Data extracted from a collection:
►

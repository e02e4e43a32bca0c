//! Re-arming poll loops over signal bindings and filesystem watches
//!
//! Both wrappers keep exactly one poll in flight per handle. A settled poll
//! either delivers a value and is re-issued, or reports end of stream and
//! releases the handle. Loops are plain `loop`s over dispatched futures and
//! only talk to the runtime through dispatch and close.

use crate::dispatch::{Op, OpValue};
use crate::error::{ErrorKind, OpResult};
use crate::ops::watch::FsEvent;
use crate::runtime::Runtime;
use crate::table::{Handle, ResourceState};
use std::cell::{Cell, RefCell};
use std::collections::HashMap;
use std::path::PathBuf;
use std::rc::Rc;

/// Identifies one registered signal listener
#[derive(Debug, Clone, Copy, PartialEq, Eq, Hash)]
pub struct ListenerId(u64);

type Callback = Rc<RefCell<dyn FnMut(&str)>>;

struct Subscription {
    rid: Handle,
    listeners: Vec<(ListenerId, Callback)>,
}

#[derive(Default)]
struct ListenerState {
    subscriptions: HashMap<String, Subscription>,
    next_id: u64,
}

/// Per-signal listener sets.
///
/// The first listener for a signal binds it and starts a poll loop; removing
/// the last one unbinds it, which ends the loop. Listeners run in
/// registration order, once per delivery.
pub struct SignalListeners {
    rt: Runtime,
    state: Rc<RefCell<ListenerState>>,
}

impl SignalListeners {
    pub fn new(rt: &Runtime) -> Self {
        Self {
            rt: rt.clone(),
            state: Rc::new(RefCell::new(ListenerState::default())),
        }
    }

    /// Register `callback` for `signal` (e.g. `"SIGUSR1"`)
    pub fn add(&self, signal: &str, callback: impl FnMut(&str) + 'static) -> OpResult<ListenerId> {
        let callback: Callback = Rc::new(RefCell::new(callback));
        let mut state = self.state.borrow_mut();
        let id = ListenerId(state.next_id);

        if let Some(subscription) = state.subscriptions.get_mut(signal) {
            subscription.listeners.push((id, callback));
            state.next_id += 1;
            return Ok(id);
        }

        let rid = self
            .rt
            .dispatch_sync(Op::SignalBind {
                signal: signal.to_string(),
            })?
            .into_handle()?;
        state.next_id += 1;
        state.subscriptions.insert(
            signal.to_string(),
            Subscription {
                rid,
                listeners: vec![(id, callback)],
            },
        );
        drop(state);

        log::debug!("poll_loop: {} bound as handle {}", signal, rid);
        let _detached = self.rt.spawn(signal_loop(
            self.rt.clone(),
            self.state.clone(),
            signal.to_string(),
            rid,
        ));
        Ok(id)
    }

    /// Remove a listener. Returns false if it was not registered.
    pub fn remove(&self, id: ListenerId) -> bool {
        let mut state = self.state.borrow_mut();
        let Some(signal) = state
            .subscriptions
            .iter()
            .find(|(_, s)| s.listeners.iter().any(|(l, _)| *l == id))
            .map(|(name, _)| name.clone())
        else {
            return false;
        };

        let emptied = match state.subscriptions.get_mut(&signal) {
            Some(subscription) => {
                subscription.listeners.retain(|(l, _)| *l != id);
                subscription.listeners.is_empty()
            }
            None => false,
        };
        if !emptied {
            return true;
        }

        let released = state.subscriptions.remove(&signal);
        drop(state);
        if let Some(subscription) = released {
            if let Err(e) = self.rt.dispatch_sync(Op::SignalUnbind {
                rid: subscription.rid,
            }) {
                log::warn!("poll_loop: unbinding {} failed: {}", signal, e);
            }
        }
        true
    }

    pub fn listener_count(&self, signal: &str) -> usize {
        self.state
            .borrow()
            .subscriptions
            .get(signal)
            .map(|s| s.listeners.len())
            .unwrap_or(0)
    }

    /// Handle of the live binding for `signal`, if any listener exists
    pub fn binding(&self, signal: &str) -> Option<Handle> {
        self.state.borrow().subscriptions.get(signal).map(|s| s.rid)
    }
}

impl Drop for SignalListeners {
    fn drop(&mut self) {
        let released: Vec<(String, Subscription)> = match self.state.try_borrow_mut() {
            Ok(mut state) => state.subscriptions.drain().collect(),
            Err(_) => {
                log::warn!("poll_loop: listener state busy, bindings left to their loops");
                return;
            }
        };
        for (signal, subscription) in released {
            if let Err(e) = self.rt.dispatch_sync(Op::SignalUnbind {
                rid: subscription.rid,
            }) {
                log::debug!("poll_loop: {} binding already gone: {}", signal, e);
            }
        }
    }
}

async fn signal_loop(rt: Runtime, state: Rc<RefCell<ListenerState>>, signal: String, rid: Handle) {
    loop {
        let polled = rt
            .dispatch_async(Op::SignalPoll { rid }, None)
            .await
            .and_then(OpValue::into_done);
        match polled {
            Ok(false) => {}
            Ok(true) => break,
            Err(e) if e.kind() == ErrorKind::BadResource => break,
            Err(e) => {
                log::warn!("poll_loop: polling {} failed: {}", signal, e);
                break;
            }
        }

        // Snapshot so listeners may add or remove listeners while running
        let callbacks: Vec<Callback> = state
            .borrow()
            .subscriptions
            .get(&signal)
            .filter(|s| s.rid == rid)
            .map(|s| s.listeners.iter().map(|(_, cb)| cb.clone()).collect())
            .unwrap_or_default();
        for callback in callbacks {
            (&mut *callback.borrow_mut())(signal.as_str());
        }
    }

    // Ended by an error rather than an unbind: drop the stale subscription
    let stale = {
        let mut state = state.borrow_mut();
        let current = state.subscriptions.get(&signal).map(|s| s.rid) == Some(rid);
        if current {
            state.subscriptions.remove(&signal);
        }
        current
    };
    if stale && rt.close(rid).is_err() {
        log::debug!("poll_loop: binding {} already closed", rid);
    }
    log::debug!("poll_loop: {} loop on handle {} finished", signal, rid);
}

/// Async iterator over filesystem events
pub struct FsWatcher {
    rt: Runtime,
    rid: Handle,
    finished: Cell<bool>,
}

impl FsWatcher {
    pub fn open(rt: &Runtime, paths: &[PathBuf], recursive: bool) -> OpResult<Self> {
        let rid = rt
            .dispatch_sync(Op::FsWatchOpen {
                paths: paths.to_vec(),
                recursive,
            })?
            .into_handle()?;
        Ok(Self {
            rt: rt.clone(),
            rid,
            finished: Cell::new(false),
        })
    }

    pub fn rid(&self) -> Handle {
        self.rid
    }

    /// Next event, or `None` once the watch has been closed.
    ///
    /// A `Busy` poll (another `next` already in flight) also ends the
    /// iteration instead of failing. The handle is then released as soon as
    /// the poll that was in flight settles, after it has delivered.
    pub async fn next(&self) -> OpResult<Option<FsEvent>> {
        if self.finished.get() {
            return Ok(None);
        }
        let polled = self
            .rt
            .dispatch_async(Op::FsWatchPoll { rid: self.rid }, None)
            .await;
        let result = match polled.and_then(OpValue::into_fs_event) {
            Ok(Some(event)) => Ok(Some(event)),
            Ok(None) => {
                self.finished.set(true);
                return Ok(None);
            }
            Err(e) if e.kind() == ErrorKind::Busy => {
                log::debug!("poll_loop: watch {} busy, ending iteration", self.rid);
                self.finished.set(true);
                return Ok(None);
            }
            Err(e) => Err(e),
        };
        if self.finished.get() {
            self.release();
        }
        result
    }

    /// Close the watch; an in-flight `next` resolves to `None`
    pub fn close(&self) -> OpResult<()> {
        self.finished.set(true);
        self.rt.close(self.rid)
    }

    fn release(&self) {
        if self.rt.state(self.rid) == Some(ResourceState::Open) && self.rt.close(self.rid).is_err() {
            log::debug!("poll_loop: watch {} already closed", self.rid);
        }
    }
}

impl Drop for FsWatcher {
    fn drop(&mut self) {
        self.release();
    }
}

◄

Problem - Make an exact copy of the records.

Task output -
repository e02e4e43a32bca0c
//! Re-arming poll loops over signal bindings and filesystem watches
//!
//! Both wrappers keep exactly one poll in flight per handle. A settled poll
//! either delivers a value and is re-issued, or reports end of stream and
//! releases the handle. Loops are plain `loop`s over dispatched futures and
//! only talk to the runtime through dispatch and close.

use crate::dispatch::{Op, OpValue};
use crate::error::{ErrorKind, OpResult};
use crate::ops::watch::FsEvent;
use crate::runtime::Runtime;
use crate::table::{Handle, ResourceState};
use std::cell::{Cell, RefCell};
use std::collections::HashMap;
use std::path::PathBuf;
use std::rc::Rc;

/// Identifies one registered signal listener
#[derive(Debug, Clone, Copy, PartialEq, Eq, Hash)]
pub struct ListenerId(u64);

type Callback = Rc<RefCell<dyn FnMut(&str)>>;

struct Subscription {
    rid: Handle,
    listeners: Vec<(ListenerId, Callback)>,
}

#[derive(Default)]
struct ListenerState {
    subscriptions: HashMap<String, Subscription>,
    next_id: u64,
}

/// Per-signal listener sets.
///
/// The first listener for a signal binds it and starts a poll loop; removing
/// the last one unbinds it, which ends the loop. Listeners run in
/// registration order, once per delivery.
pub struct SignalListeners {
    rt: Runtime,
    state: Rc<RefCell<ListenerState>>,
}

impl SignalListeners {
    pub fn new(rt: &Runtime) -> Self {
        Self {
            rt: rt.clone(),
            state: Rc::new(RefCell::new(ListenerState::default())),
        }
    }

    /// Register `callback` for `signal` (e.g. `"SIGUSR1"`)
    pub fn add(&self, signal: &str, callback: impl FnMut(&str) + 'static) -> OpResult<ListenerId> {
        let callback: Callback = Rc::new(RefCell::new(callback));
        let mut state = self.state.borrow_mut();
        let id = ListenerId(state.next_id);

        if let Some(subscription) = state.subscriptions.get_mut(signal) {
            subscription.listeners.push((id, callback));
            state.next_id += 1;
            return Ok(id);
        }

        let rid = self
            .rt
            .dispatch_sync(Op::SignalBind {
                signal: signal.to_string(),
            })?
            .into_handle()?;
        state.next_id += 1;
        state.subscriptions.insert(
            signal.to_string(),
            Subscription {
                rid,
                listeners: vec![(id, callback)],
            },
        );
        drop(state);

        log::debug!("poll_loop: {} bound as handle {}", signal, rid);
        let _detached = self.rt.spawn(signal_loop(
            self.rt.clone(),
            self.state.clone(),
            signal.to_string(),
            rid,
        ));
        Ok(id)
    }

    /// Remove a listener. Returns false if it was not registered.
    pub fn remove(&self, id: ListenerId) -> bool {
        let mut state = self.state.borrow_mut();
        let Some(signal) = state
            .subscriptions
            .iter()
            .find(|(_, s)| s.listeners.iter().any(|(l, _)| *l == id))
            .map(|(name, _)| name.clone())
        else {
            return false;
        };

        let emptied = match state.subscriptions.get_mut(&signal) {
            Some(subscription) => {
                subscription.listeners.retain(|(l, _)| *l != id);
                subscription.listeners.is_empty()
            }
            None => false,
        };
        if !emptied {
            return true;
        }

        let released = state.subscriptions.remove(&signal);
        drop(state);
        if let Some(subscription) = released {
            if let Err(e) = self.rt.dispatch_sync(Op::SignalUnbind {
                rid: subscription.rid,
            }) {
                log::warn!("poll_loop: unbinding {} failed: {}", signal, e);
            }
        }
        true
    }

    pub fn listener_count(&self, signal: &str) -> usize {
        self.state
            .borrow()
            .subscriptions
            .get(signal)
            .map(|s| s.listeners.len())
            .unwrap_or(0)
    }

    /// Handle of the live binding for `signal`, if any listener exists
    pub fn binding(&self, signal: &str) -> Option<Handle> {
        self.state.borrow().subscriptions.get(signal).map(|s| s.rid)
    }
}

impl Drop for SignalListeners {
    fn drop(&mut self) {
        let released: Vec<(String, Subscription)> = match self.state.try_borrow_mut() {
            Ok(mut state) => state.subscriptions.drain().collect(),
            Err(_) => {
                log::warn!("poll_loop: listener state busy, bindings left to their loops");
                return;
            }
        };
        for (signal, subscription) in released {
            if let Err(e) = self.rt.dispatch_sync(Op::SignalUnbind {
                rid: subscription.rid,
            }) {
                log::debug!("poll_loop: {} binding already gone: {}", signal, e);
            }
        }
    }
}

async fn signal_loop(rt: Runtime, state: Rc<RefCell<ListenerState>>, signal: String, rid: Handle) {
    loop {
        let polled = rt
            .dispatch_async(Op::SignalPoll { rid }, None)
            .await
            .and_then(OpValue::into_done);
        match polled {
            Ok(false) => {}
            Ok(true) => break,
            Err(e) if e.kind() == ErrorKind::BadResource => break,
            Err(e) => {
                log::warn!("poll_loop: polling {} failed: {}", signal, e);
                break;
            }
        }

        // Snapshot so listeners may add or remove listeners while running
        let callbacks: Vec<Callback> = state
            .borrow()
            .subscriptions
            .get(&signal)
            .filter(|s| s.rid == rid)
            .map(|s| s.listeners.iter().map(|(_, cb)| cb.clone()).collect())
            .unwrap_or_default();
        for callback in callbacks {
            (&mut *callback.borrow_mut())(signal.as_str());
        }
    }

    // Ended by an error rather than an unbind: drop the stale subscription
    let stale = {
        let mut state = state.borrow_mut();
        let current = state.subscriptions.get(&signal).map(|s| s.rid) == Some(rid);
        if current {
            state.subscriptions.remove(&signal);
        }
        current
    };
    if stale && rt.close(rid).is_err() {
        log::debug!("poll_loop: binding {} already closed", rid);
    }
    log::debug!("poll_loop: {} loop on handle {} finished", signal, rid);
}

/// Async iterator over filesystem events
pub struct FsWatcher {
    rt: Runtime,
    rid: Handle,
    finished: Cell<bool>,
}

impl FsWatcher {
    pub fn open(rt: &Runtime, paths: &[PathBuf], recursive: bool) -> OpResult<Self> {
        let rid = rt
            .dispatch_sync(Op::FsWatchOpen {
                paths: paths.to_vec(),
                recursive,
            })?
            .into_handle()?;
        Ok(Self {
            rt: rt.clone(),
            rid,
            finished: Cell::new(false),
        })
    }

    pub fn rid(&self) -> Handle {
        self.rid
    }

    /// Next event, or `None` once the watch has been closed.
    ///
    /// A `Busy` poll (another `next` already in flight) also ends the
    /// iteration instead of failing. The handle is then released as soon as
    /// the poll that was in flight settles, after it has delivered.
    pub async fn next(&self) -> OpResult<Option<FsEvent>> {
        if self.finished.get() {
            return Ok(None);
        }
        let polled = self
            .rt
            .dispatch_async(Op::FsWatchPoll { rid: self.rid }, None)
            .await;
        let result = match polled.and_then(OpValue::into_fs_event) {
            Ok(Some(event)) => Ok(Some(event)),
            Ok(None) => {
                self.finished.set(true);
                return Ok(None);
            }
            Err(e) if e.kind() == ErrorKind::Busy => {
                log::debug!("poll_loop: watch {} busy, ending iteration", self.rid);
                self.finished.set(true);
                return Ok(None);
            }
            Err(e) => Err(e),
        };
        if self.finished.get() {
            self.release();
        }
        result
    }

    /// Close the watch; an in-flight `next` resolves to `None`
    pub fn close(&self) -> OpResult<()> {
        self.finished.set(true);
        self.rt.close(self.rid)
    }

    fn release(&self) {
        if self.rt.state(self.rid) == Some(ResourceState::Open) && self.rt.close(self.rid).is_err() {
            log::debug!("poll_loop: watch {} already closed", self.rid);
        }
    }
}

impl Drop for FsWatcher {
    fn drop(&mut self) {
        self.release();
    }
}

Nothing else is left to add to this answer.